Our senior secured credit facility contains customary events of default, including upon a change of control. If such an event of default occurs, the lenders under our senior secured credit facility would be entitled to take various actions, including in certain circumstances increasing the effective interest rate and accelerating the amounts due under our senior secured credit facility.

See our 2008 Form 10-K for further information regarding interest and fees, guarantees and security, prepayment and covenants related to our senior secured credit facility.

6 5/8% Senior Secured Notes due 2009

On January 15, 2009, we satisfied and discharged the 2009 Secured Notes indenture in accordance with the terms of the indenture. Upon satisfaction and discharge, the indenture ceased to be of further effect (except for certain rights of the Trustee.)

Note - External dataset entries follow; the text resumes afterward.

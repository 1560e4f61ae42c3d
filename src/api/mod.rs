//! HTTP API for the schedule enforcer.
//!
//! ## Endpoints
//!
//! - `POST /api/tasks` - Schedule a new task
//! - `GET /api/tasks` - List all tasks
//! - `GET /api/tasks/{id}` - Get one task
//! - `DELETE /api/tasks/{id}` - Delete a task (cancels its workflow)
//! - `GET /api/tasks/{id}/attempts` - List a task's verification attempts
//! - `POST /api/tasks/{id}/verify` - Submit a photo (multipart `image` field)
//! - `GET /api/status` - Aggregate system statistics
//! - `GET /api/health` - Health check

mod routes;
pub mod types;

pub use routes::{serve, AppState};
pub use types::*;
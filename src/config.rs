//! Configuration management for the schedule enforcer.
//!
//! Configuration can be set via environment variables:
//! - `GROQ_API_KEY` - Optional. Vision backend key; without it, verification
//!   runs in mock mode.
//! - `GROQ_MODEL` - Optional. Vision model id. Defaults to the Llama 4 Scout
//!   vision model.
//! - `DATABASE_PATH` - Optional. SQLite file path. Defaults to
//!   `schedule_enforcer.db`.
//! - `HOST` - Optional. Server host. Defaults to `127.0.0.1`.
//! - `PORT` - Optional. Server port. Defaults to `8000`.
//! - `POLL_INTERVAL_SECS` - Optional. Schedule poll period. Defaults to `30`.
//! - `ALARM_PERIOD_MS` - Optional. Alarm pulse period. Defaults to `1000`.
//! - `MAX_VERIFY_ATTEMPTS` - Optional. Failed attempts before a task is
//!   marked failed. Unset means tasks are never auto-failed.

use std::path::PathBuf;
use std::time::Duration;
use thiserror::Error;

use crate::vision::DEFAULT_GROQ_MODEL;

#[derive(Debug, Error)]
pub enum ConfigError {
    #[error("Invalid value for {0}: {1}")]
    InvalidValue(String, String),
}

/// Runtime configuration.
#[derive(Debug, Clone)]
pub struct Config {
    /// Vision backend API key; `None` selects mock verification
    pub groq_api_key: Option<String>,

    /// Vision model identifier
    pub groq_model: String,

    /// SQLite database file
    pub database_path: PathBuf,

    /// Server host
    pub host: String,

    /// Server port
    pub port: u16,

    /// How often the schedule engine compares wall-clock time to tasks
    pub poll_interval: Duration,

    /// Delay between alarm pulses while sounding
    pub alarm_period: Duration,

    /// Failed verification attempts before a task is auto-failed
    /// (`None` = never)
    pub max_verify_attempts: Option<u32>,
}

impl Config {
    /// Load configuration from environment variables.
    ///
    /// # Errors
    ///
    /// Returns `ConfigError::InvalidValue` for unparseable numeric variables.
    pub fn from_env() -> Result<Self, ConfigError> {
        let groq_api_key = std::env::var("GROQ_API_KEY").ok().filter(|k| !k.is_empty());

        let groq_model =
            std::env::var("GROQ_MODEL").unwrap_or_else(|_| DEFAULT_GROQ_MODEL.to_string());

        let database_path = std::env::var("DATABASE_PATH")
            .map(PathBuf::from)
            .unwrap_or_else(|_| PathBuf::from("schedule_enforcer.db"));

        let host = std::env::var("HOST").unwrap_or_else(|_| "127.0.0.1".to_string());

        let port = std::env::var("PORT")
            .unwrap_or_else(|_| "8000".to_string())
            .parse()
            .map_err(|e| ConfigError::InvalidValue("PORT".to_string(), format!("{}", e)))?;

        let poll_interval_secs: u64 = std::env::var("POLL_INTERVAL_SECS")
            .unwrap_or_else(|_| "30".to_string())
            .parse()
            .map_err(|e| {
                ConfigError::InvalidValue("POLL_INTERVAL_SECS".to_string(), format!("{}", e))
            })?;

        let alarm_period_ms: u64 = std::env::var("ALARM_PERIOD_MS")
            .unwrap_or_else(|_| "1000".to_string())
            .parse()
            .map_err(|e| {
                ConfigError::InvalidValue("ALARM_PERIOD_MS".to_string(), format!("{}", e))
            })?;

        let max_verify_attempts = match std::env::var("MAX_VERIFY_ATTEMPTS") {
            Ok(raw) => Some(raw.parse().map_err(|e| {
                ConfigError::InvalidValue("MAX_VERIFY_ATTEMPTS".to_string(), format!("{}", e))
            })?),
            Err(_) => None,
        };

        Ok(Self {
            groq_api_key,
            groq_model,
            database_path,
            host,
            port,
            poll_interval: Duration::from_secs(poll_interval_secs),
            alarm_period: Duration::from_millis(alarm_period_ms),
            max_verify_attempts,
        })
    }

    /// Create a config with custom values (useful for testing).
    pub fn new(database_path: PathBuf) -> Self {
        Self {
            groq_api_key: None,
            groq_model: DEFAULT_GROQ_MODEL.to_string(),
            database_path,
            host: "127.0.0.1".to_string(),
            port: 8000,
            poll_interval: Duration::from_secs(30),
            alarm_period: Duration::from_secs(1),
            max_verify_attempts: None,
        }
    }
}
//! Deterministic mock verification client.
//!
//! Used when no `GROQ_API_KEY` is configured. Verdicts are drawn from a hash
//! of the image bytes: 70% of distinct images pass, 30% fail. The same image
//! always yields the same verdict, which keeps tests and local demos
//! reproducible. Every judgment is flagged `source = mock` so callers can
//! never mistake it for a real backend verdict.

use std::collections::hash_map::DefaultHasher;
use std::hash::{Hash, Hasher};

use async_trait::async_trait;

use super::error::VisionError;
use super::{check_inputs, Judgment, JudgmentSource, VerificationClient};

/// Out of every 10 hash buckets, this many pass.
const SUCCESS_BUCKETS: u64 = 7;

const SUCCESS_REASONS: &[&str] = &[
    "Mock verification: the image appears to meet the stated requirements",
    "Mock verification: relevant subject is visible and matches the instructions",
    "Mock verification: scene is consistent with the expected activity",
];

const FAILURE_REASONS: &[&str] = &[
    "Mock verification: the image does not clearly meet the requirements",
    "Mock verification: expected subject could not be identified in the image",
    "Mock verification: scene does not match the instructions",
];

/// Deterministic fallback client.
#[derive(Debug, Default)]
pub struct MockVisionClient;

impl MockVisionClient {
    pub fn new() -> Self {
        Self
    }

    fn digest(image: &[u8], instructions: &str) -> u64 {
        let mut hasher = DefaultHasher::new();
        image.hash(&mut hasher);
        instructions.hash(&mut hasher);
        hasher.finish()
    }
}

#[async_trait]
impl VerificationClient for MockVisionClient {
    async fn verify(&self, image: &[u8], instructions: &str) -> Result<Judgment, VisionError> {
        check_inputs(image, instructions)?;

        let digest = Self::digest(image, instructions);
        let success = digest % 10 < SUCCESS_BUCKETS;

        // Spread confidence across a plausible band, still deterministic:
        // passes land in [0.70, 0.95), failures in [0.20, 0.45).
        let spread = (digest / 10 % 25) as f64 / 100.0;
        let (reasons, confidence) = if success {
            (SUCCESS_REASONS, 0.70 + spread)
        } else {
            (FAILURE_REASONS, 0.20 + spread)
        };
        let reasoning = reasons[(digest / 1000) as usize % reasons.len()].to_string();

        tracing::debug!(success, confidence, "mock verification verdict");

        Ok(Judgment {
            success,
            reasoning,
            confidence,
            source: JudgmentSource::Mock,
        })
    }

    fn is_mock(&self) -> bool {
        true
    }
}

#[cfg(test)]
mod tests {
    use super::*;

    fn jpeg_with_payload(seed: u8) -> Vec<u8> {
        let mut image = vec![0xFF, 0xD8, 0xFF, 0xE0];
        image.extend_from_slice(&[seed, seed.wrapping_add(1), seed.wrapping_mul(3)]);
        image
    }

    #[tokio::test]
    async fn verdicts_are_deterministic() {
        let client = MockVisionClient::new();
        let image = jpeg_with_payload(42);

        let first = client.verify(&image, "show the made bed").await.unwrap();
        let second = client.verify(&image, "show the made bed").await.unwrap();

        assert_eq!(first.success, second.success);
        assert_eq!(first.reasoning, second.reasoning);
        assert_eq!(first.confidence, second.confidence);
    }

    #[tokio::test]
    async fn verdicts_are_flagged_as_mock() {
        let client = MockVisionClient::new();
        assert!(client.is_mock());

        let judgment = client
            .verify(&jpeg_with_payload(7), "show the made bed")
            .await
            .unwrap();
        assert_eq!(judgment.source, JudgmentSource::Mock);
    }

    #[tokio::test]
    async fn success_rate_is_roughly_seventy_percent() {
        let client = MockVisionClient::new();
        let mut passes = 0;
        for seed in 0..200u8 {
            let judgment = client
                .verify(&jpeg_with_payload(seed), "show the made bed")
                .await
                .unwrap();
            assert!((0.0..=1.0).contains(&judgment.confidence));
            if judgment.success {
                passes += 1;
                assert!(judgment.confidence >= 0.70);
            } else {
                assert!(judgment.confidence < 0.45);
            }
        }
        // 70% target with slack for the hash distribution.
        assert!((110..=170).contains(&passes), "passes = {passes}");
    }

    #[tokio::test]
    async fn rejects_invalid_inputs_like_a_real_client() {
        let client = MockVisionClient::new();
        assert!(matches!(
            client.verify(&[], "show the made bed").await,
            Err(VisionError::InvalidInput(_))
        ));
        assert!(matches!(
            client.verify(&jpeg_with_payload(1), "").await,
            Err(VisionError::InvalidInput(_))
        ));
    }
}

Senior Secured Convertible Notes due 2033

In May 2003, we issued $239,794,000 aggregate principal amount of the 2033 Secured Notes in a private placement transaction at an issue price of $667.24 per note, resulting in gross proceeds to us of $160.0 million. During the second quarter of 2008, we conducted a cash tender offer for the 2033 Secured Notes that was intended to satisfy the put rights of the holders of such notes that were exercisable on May 22, 2008 under the indenture governing such notes. Pursuant to the tender offer, we repurchased an aggregate principal amount of $239.7 million (or $159.9 million, net of discount) of the 2033 Secured Notes for an aggregate purchase price of $159.9 million. As of March 31, 2009, an aggregate principal amount of $85,000 (or approximately $57,000 net of discount) of the 2033 Secured Notes remained outstanding pursuant to the 2033 Secured Notes indenture. We used the delayed draw term loan portion of our senior secured credit facility to finance the tender offer.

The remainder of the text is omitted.